L’information doit sor­tir. On ne peut pas pré­tendre sau­ver la recherche sans s’occuper en prio­ri­té de cette honte qu’est l’académie (avec ses esclaves pour la cause, ses concours notoi­re­ment bidons au CNRS et dans les facs, l’exploitation dans les labos mais aus­si dans les média et la culture). On ne peut pas pré­tendre à don­ner des leçons de soli­da­ri­té et d’ouverture quand on accepte le culte de la concur­rence et l’hyper-spécialisation comme cre­do de for­ma­tion des cher­cheurs tout en péro­rant sur la col­la­bo­ra­tion et l’ouverture…

À moins que par soli­da­ri­té vous ne vous enga­giez clai­re­ment dans ce sens, en com­men­çant à cau­ser avec les pré­caires qui sont peut-être chez vos col­lègues, chez vos édi­teurs, chez les jour­na­listes qui viennent vous inter­ro­ger. En nous aidant à sor­tir de l’anonymat sans ris­quer de perdre le peu ou le pas grand chose néan­moins vital.

Concrè­te­ment, dans le sec­teur de la recherche par exemple :

chat-ungererPour­quoi ne pas inter­ve­nir pour les doc­teurs et doc­to­rants étran­gers en France qui connaissent des situa­tions incroyables. Il y a aus­si des sans papiers en troi­sième cycle. Alors, pour­quoi ne pas exi­ger la fin du décret n° 87–889 du 29 oct. 1987 qui inter­dit les postes tem­po­raires aux chô­meurs de troi­sième cycle ou doc­teurs de plus de 28 ans et les réserve aux titu­laires ou déjà en poste ? Vous savez que ces deux seules situa­tions entraînent des abus et injus­tices en cas­cades (usage de faux contrats de tra­vail, népo­tisme, mar­chan­dages des heures au noir avec des pré­caires, et là encore il y a bien à dire…).

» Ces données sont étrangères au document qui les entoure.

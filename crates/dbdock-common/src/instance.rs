use std::fmt;
use std::path::PathBuf;
use std::str::FromStr;

use chrono::{DateTime, Local};
use serde::{Deserialize, Serialize};

use crate::container::{ContainerState, ContainerStatus, ImageRef};
use crate::{DockError, Result};

#[derive(Debug, Clone, Copy, PartialEq, Eq, Hash, Serialize, Deserialize)]
#[serde(rename_all = "lowercase")]
pub enum DatabaseKind {
    #[serde(alias = "MySQL")]
    Mysql,
    #[serde(alias = "MSSQL")]
    Mssql,
    #[serde(alias = "postgres", alias = "PostgreSQL")]
    Postgresql,
    #[serde(alias = "Redis")]
    Redis,
}

impl DatabaseKind {
    pub const ALL: [DatabaseKind; 4] = [
        DatabaseKind::Mysql,
        DatabaseKind::Mssql,
        DatabaseKind::Postgresql,
        DatabaseKind::Redis,
    ];

    pub fn as_str(&self) -> &'static str {
        match self {
            DatabaseKind::Mysql => "mysql",
            DatabaseKind::Mssql => "mssql",
            DatabaseKind::Postgresql => "postgresql",
            DatabaseKind::Redis => "redis",
        }
    }

    pub fn display_name(&self) -> &'static str {
        match self {
            DatabaseKind::Mysql => "MySQL",
            DatabaseKind::Mssql => "MSSQL",
            DatabaseKind::Postgresql => "PostgreSQL",
            DatabaseKind::Redis => "Redis",
        }
    }

    /// Image the engine runs for `version` of this database.
    pub fn image_ref(&self, version: &str) -> ImageRef {
        match self {
            DatabaseKind::Mysql => ImageRef::new("mysql", version),
            DatabaseKind::Mssql => {
                ImageRef::new("mcr.microsoft.com/mssql/server", format!("{version}-latest"))
            }
            DatabaseKind::Postgresql => ImageRef::new("postgres", version),
            DatabaseKind::Redis => ImageRef::new("redis", version),
        }
    }

    /// `KEY=value` pairs the image needs to boot.
    pub fn required_env(&self, credentials: &Credentials) -> Vec<String> {
        let password = &credentials.password;
        match self {
            DatabaseKind::Mysql => vec![format!("MYSQL_ROOT_PASSWORD={password}")],
            DatabaseKind::Mssql => vec![
                "ACCEPT_EULA=Y".to_string(),
                format!("SA_PASSWORD={password}"),
            ],
            DatabaseKind::Postgresql => vec![format!("POSTGRES_PASSWORD={password}")],
            DatabaseKind::Redis => Vec::new(),
        }
    }

    /// Directory inside the container holding the database files.
    pub fn data_dir(&self) -> &'static str {
        match self {
            DatabaseKind::Mysql => "/var/lib/mysql",
            DatabaseKind::Mssql => "/var/opt/mssql/data",
            DatabaseKind::Postgresql => "/var/lib/postgresql/data",
            DatabaseKind::Redis => "/data",
        }
    }

    /// Port the database listens on inside the container.
    pub fn native_port(&self) -> u16 {
        match self {
            DatabaseKind::Mysql => 3306,
            DatabaseKind::Mssql => 1433,
            DatabaseKind::Postgresql => 5432,
            DatabaseKind::Redis => 6379,
        }
    }

    pub fn default_user(&self) -> Option<&'static str> {
        match self {
            DatabaseKind::Mysql => Some("root"),
            DatabaseKind::Mssql => Some("sa"),
            DatabaseKind::Postgresql => Some("postgres"),
            DatabaseKind::Redis => None,
        }
    }

    fn default_version(&self) -> &'static str {
        match self {
            DatabaseKind::Mysql => "8.0",
            DatabaseKind::Mssql => "2022",
            DatabaseKind::Postgresql => "15",
            DatabaseKind::Redis => "7.0",
        }
    }

    fn default_password(&self) -> &'static str {
        match self {
            DatabaseKind::Mysql => "12345678",
            DatabaseKind::Mssql => "P@ssw0rd",
            DatabaseKind::Postgresql => "postgres",
            DatabaseKind::Redis => "",
        }
    }
}

impl fmt::Display for DatabaseKind {
    fn fmt(&self, f: &mut fmt::Formatter<'_>) -> fmt::Result {
        f.write_str(self.as_str())
    }
}

impl FromStr for DatabaseKind {
    type Err = DockError;

    fn from_str(s: &str) -> Result<Self> {
        match s.trim().to_ascii_lowercase().as_str() {
            "mysql" => Ok(DatabaseKind::Mysql),
            "mssql" => Ok(DatabaseKind::Mssql),
            "postgresql" | "postgres" => Ok(DatabaseKind::Postgresql),
            "redis" => Ok(DatabaseKind::Redis),
            _ => Err(DockError::UnsupportedKind(s.to_string())),
        }
    }
}

#[derive(Clone, Default, PartialEq, Eq, Serialize, Deserialize)]
pub struct Credentials {
    #[serde(default, skip_serializing_if = "Option::is_none")]
    pub username: Option<String>,
    #[serde(default)]
    pub password: String,
}

impl Credentials {
    pub fn new(username: Option<&str>, password: impl Into<String>) -> Self {
        Self {
            username: username.map(str::to_string),
            password: password.into(),
        }
    }
}

impl fmt::Debug for Credentials {
    fn fmt(&self, f: &mut fmt::Formatter<'_>) -> fmt::Result {
        f.debug_struct("Credentials")
            .field("username", &self.username)
            .field("password", &"*****")
            .finish()
    }
}

/// Result of a connection test performed by an external client library.
#[derive(Debug, Clone, PartialEq, Serialize, Deserialize)]
pub struct ConnectionOutcome {
    pub success: bool,
    pub message: String,
    pub checked_at: DateTime<Local>,
}

#[derive(Debug, Clone, Copy, PartialEq, Eq, Hash, Default, Serialize, Deserialize)]
pub enum InstanceStatus {
    #[default]
    Stopped,
    Starting,
    Running,
    Stopping,
    Error,
}

impl InstanceStatus {
    /// An operation owns the instance while it is starting or stopping.
    pub fn is_busy(&self) -> bool {
        matches!(self, InstanceStatus::Starting | InstanceStatus::Stopping)
    }
}

impl fmt::Display for InstanceStatus {
    fn fmt(&self, f: &mut fmt::Formatter<'_>) -> fmt::Result {
        let label = match self {
            InstanceStatus::Stopped => "Stopped",
            InstanceStatus::Starting => "Starting",
            InstanceStatus::Running => "Running",
            InstanceStatus::Stopping => "Stopping",
            InstanceStatus::Error => "Error",
        };
        f.write_str(label)
    }
}

/// A configured database container and its last known lifecycle state.
#[derive(Debug, Clone, PartialEq, Serialize, Deserialize)]
pub struct ManagedInstance {
    pub name: String,
    pub kind: DatabaseKind,
    pub version: String,
    pub port: u16,
    #[serde(default, skip_serializing_if = "Option::is_none")]
    pub volume_path: Option<PathBuf>,
    #[serde(default)]
    pub credentials: Credentials,
    #[serde(default, skip_serializing_if = "Option::is_none")]
    pub container_id: Option<String>,
    #[serde(default)]
    pub status: InstanceStatus,
    #[serde(default, skip_serializing_if = "Option::is_none")]
    pub last_error: Option<String>,
    #[serde(default, skip_serializing_if = "Option::is_none")]
    pub connection: Option<ConnectionOutcome>,
}

impl ManagedInstance {
    pub fn new(name: impl Into<String>, kind: DatabaseKind, version: impl Into<String>, port: u16) -> Self {
        Self {
            name: name.into(),
            kind,
            version: version.into(),
            port,
            volume_path: None,
            credentials: Credentials::new(kind.default_user(), kind.default_password()),
            container_id: None,
            status: InstanceStatus::Stopped,
            last_error: None,
            connection: None,
        }
    }

    /// Factory defaults for one database kind.
    pub fn defaults_for(kind: DatabaseKind) -> Self {
        Self::new(kind.display_name(), kind, kind.default_version(), kind.native_port())
    }

    /// One default instance per supported kind.
    pub fn default_set() -> Vec<Self> {
        DatabaseKind::ALL.iter().map(|kind| Self::defaults_for(*kind)).collect()
    }

    pub fn with_volume(mut self, path: impl Into<PathBuf>) -> Self {
        self.volume_path = Some(path.into());
        self
    }

    pub fn image_ref(&self) -> ImageRef {
        self.kind.image_ref(&self.version)
    }

    pub fn connection_string(&self) -> String {
        let port = self.port;
        let password = &self.credentials.password;
        match self.kind {
            DatabaseKind::Mysql => format!(
                "Server=localhost;Port={port};Database=mysql;User=root;Password={password};"
            ),
            DatabaseKind::Mssql => format!(
                "Server=localhost,{port};Database=master;User Id=sa;Password={password};TrustServerCertificate=True;"
            ),
            DatabaseKind::Postgresql => format!(
                "Host=localhost;Port={port};Database=postgres;Username=postgres;Password={password};"
            ),
            DatabaseKind::Redis if password.is_empty() => format!("localhost:{port}"),
            DatabaseKind::Redis => format!("localhost:{port},password={password}"),
        }
    }

    pub fn begin_start(&mut self) -> Result<()> {
        match self.status {
            InstanceStatus::Stopped | InstanceStatus::Error => {
                self.status = InstanceStatus::Starting;
                self.last_error = None;
                Ok(())
            }
            from => Err(self.invalid(from, "start")),
        }
    }

    pub fn mark_running(&mut self, container_id: impl Into<String>) -> Result<()> {
        match self.status {
            InstanceStatus::Starting => {
                self.status = InstanceStatus::Running;
                self.container_id = Some(container_id.into());
                Ok(())
            }
            from => Err(self.invalid(from, "finish starting")),
        }
    }

    /// Moves to `Stopping` and hands back the container to stop.
    pub fn begin_stop(&mut self) -> Result<String> {
        match (self.status, self.container_id.clone()) {
            (InstanceStatus::Running | InstanceStatus::Error, Some(id)) => {
                self.status = InstanceStatus::Stopping;
                Ok(id)
            }
            (from, _) => Err(self.invalid(from, "stop")),
        }
    }

    pub fn mark_stopped(&mut self) -> Result<()> {
        match self.status {
            InstanceStatus::Stopping => {
                self.status = InstanceStatus::Stopped;
                Ok(())
            }
            from => Err(self.invalid(from, "finish stopping")),
        }
    }

    pub fn mark_failed(&mut self, message: impl Into<String>) -> Result<()> {
        match self.status {
            InstanceStatus::Starting | InstanceStatus::Stopping => {
                self.status = InstanceStatus::Error;
                self.last_error = Some(message.into());
                Ok(())
            }
            from => Err(self.invalid(from, "fail")),
        }
    }

    /// Applies what the engine reported about the instance's container.
    pub fn observe(&mut self, status: &ContainerStatus) -> Result<()> {
        if self.status.is_busy() {
            return Err(self.invalid(self.status, "refresh"));
        }
        match status {
            ContainerStatus::State(ContainerState::Running) => {
                self.status = InstanceStatus::Running;
                self.last_error = None;
            }
            ContainerStatus::State(_) => self.status = InstanceStatus::Stopped,
            ContainerStatus::NotFound => {
                self.container_id = None;
                self.status = InstanceStatus::Stopped;
            }
            ContainerStatus::Error(message) => {
                self.status = InstanceStatus::Error;
                self.last_error = Some(message.clone());
            }
        }
        Ok(())
    }

    pub fn record_connection(&mut self, success: bool, message: impl Into<String>) {
        self.connection = Some(ConnectionOutcome {
            success,
            message: message.into(),
            checked_at: Local::now(),
        });
    }

    fn invalid(&self, from: InstanceStatus, action: &'static str) -> DockError {
        DockError::InvalidTransition {
            instance: self.name.clone(),
            from,
            action,
        }
    }
}

#[cfg(test)]
mod tests {
    use super::*;

    #[test]
    fn redis_template_has_no_env_and_data_dir() {
        let redis = ManagedInstance::defaults_for(DatabaseKind::Redis);
        assert_eq!(redis.version, "7.0");
        assert_eq!(redis.image_ref().to_string(), "redis:7.0");
        assert!(redis.kind.required_env(&redis.credentials).is_empty());
        assert_eq!(redis.kind.data_dir(), "/data");
        assert_eq!(redis.connection_string(), "localhost:6379");
    }

    #[test]
    fn mssql_image_carries_latest_suffix() {
        let image = DatabaseKind::Mssql.image_ref("2022");
        assert_eq!(image.name, "mcr.microsoft.com/mssql/server");
        assert_eq!(image.tag, "2022-latest");
        let env = DatabaseKind::Mssql.required_env(&Credentials::new(Some("sa"), "pw"));
        assert_eq!(env, vec!["ACCEPT_EULA=Y".to_string(), "SA_PASSWORD=pw".to_string()]);
    }

    #[test]
    fn kind_parsing_is_case_insensitive() {
        assert_eq!(" PostgreSQL ".parse::<DatabaseKind>().unwrap(), DatabaseKind::Postgresql);
        assert_eq!("postgres".parse::<DatabaseKind>().unwrap(), DatabaseKind::Postgresql);
        assert_eq!("MySQL".parse::<DatabaseKind>().unwrap(), DatabaseKind::Mysql);
        assert!(matches!(
            "oracle".parse::<DatabaseKind>(),
            Err(DockError::UnsupportedKind(_))
        ));
    }

    #[test]
    fn lifecycle_follows_the_state_machine() {
        let mut pg = ManagedInstance::defaults_for(DatabaseKind::Postgresql);
        pg.begin_start().unwrap();
        assert!(pg.begin_start().is_err());
        pg.mark_running("abc123").unwrap();
        assert_eq!(pg.status, InstanceStatus::Running);
        assert_eq!(pg.container_id.as_deref(), Some("abc123"));

        assert_eq!(pg.begin_stop().unwrap(), "abc123");
        pg.mark_stopped().unwrap();
        assert_eq!(pg.status, InstanceStatus::Stopped);
        assert!(pg.mark_stopped().is_err());
    }

    #[test]
    fn failures_land_in_error_and_allow_retry() {
        let mut mysql = ManagedInstance::defaults_for(DatabaseKind::Mysql);
        mysql.begin_start().unwrap();
        mysql.mark_failed("pull failed").unwrap();
        assert_eq!(mysql.status, InstanceStatus::Error);
        assert_eq!(mysql.last_error.as_deref(), Some("pull failed"));

        // No container yet, so there is nothing to stop.
        assert!(mysql.begin_stop().is_err());
        mysql.begin_start().unwrap();
        assert!(mysql.last_error.is_none());
    }

    #[test]
    fn observation_is_refused_mid_operation() {
        let mut redis = ManagedInstance::defaults_for(DatabaseKind::Redis);
        redis.container_id = Some("c1".to_string());
        redis.observe(&ContainerStatus::State(ContainerState::Running)).unwrap();
        assert_eq!(redis.status, InstanceStatus::Running);

        redis.observe(&ContainerStatus::NotFound).unwrap();
        assert_eq!(redis.status, InstanceStatus::Stopped);
        assert!(redis.container_id.is_none());

        redis.begin_start().unwrap();
        assert!(redis.observe(&ContainerStatus::NotFound).is_err());
    }

    #[test]
    fn credentials_debug_masks_password() {
        let creds = Credentials::new(Some("root"), "hunter2");
        let rendered = format!("{creds:?}");
        assert!(rendered.contains("root"));
        assert!(!rendered.contains("hunter2"));
    }

    #[test]
    fn instances_roundtrip_through_json() {
        let mysql = ManagedInstance::defaults_for(DatabaseKind::Mysql).with_volume("/srv/mysql");
        let json = serde_json::to_string(&mysql).unwrap();
        assert!(json.contains("\"kind\":\"mysql\""));
        let back: ManagedInstance = serde_json::from_str(&json).unwrap();
        assert_eq!(back, mysql);
    }
}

En ce qui concerne les doc­to­rants, pour­quoi ne pas reven­di­quer (pas seule­ment en péti­tion) la fin du tra­vail au noir des doc­to­rants et post-doc­to­rants sous forme de libé­ra­li­tés (bourses) sans droits, sans sécu­ri­té sociale ?

En somme, pour­quoi ne pas com­men­cer par nous défendre en com­pre­nant bien que nos posi­tions de fai­blesse extrême vous affai­blissent tous comme le maillon de la chaîne…

C’est donc très regret­table mais nous devons vous impo­ser notre soli­da­ri­té et notre exis­tence pour exis­ter. Il ne s’agit pas seule­ment de nous, ni de nos amis. Tout cela va bien au-delà de la recherche et de l’académie, c’est de notre socié­té qu’il s’agit. Ces pro­blèmes nous concernent et nous touchent tous parce que les savoirs et les tech­no­lo­gies déter­minent les orien­ta­tions de la socié­té et en ali­mentent autant les pro­grès que les catastrophes.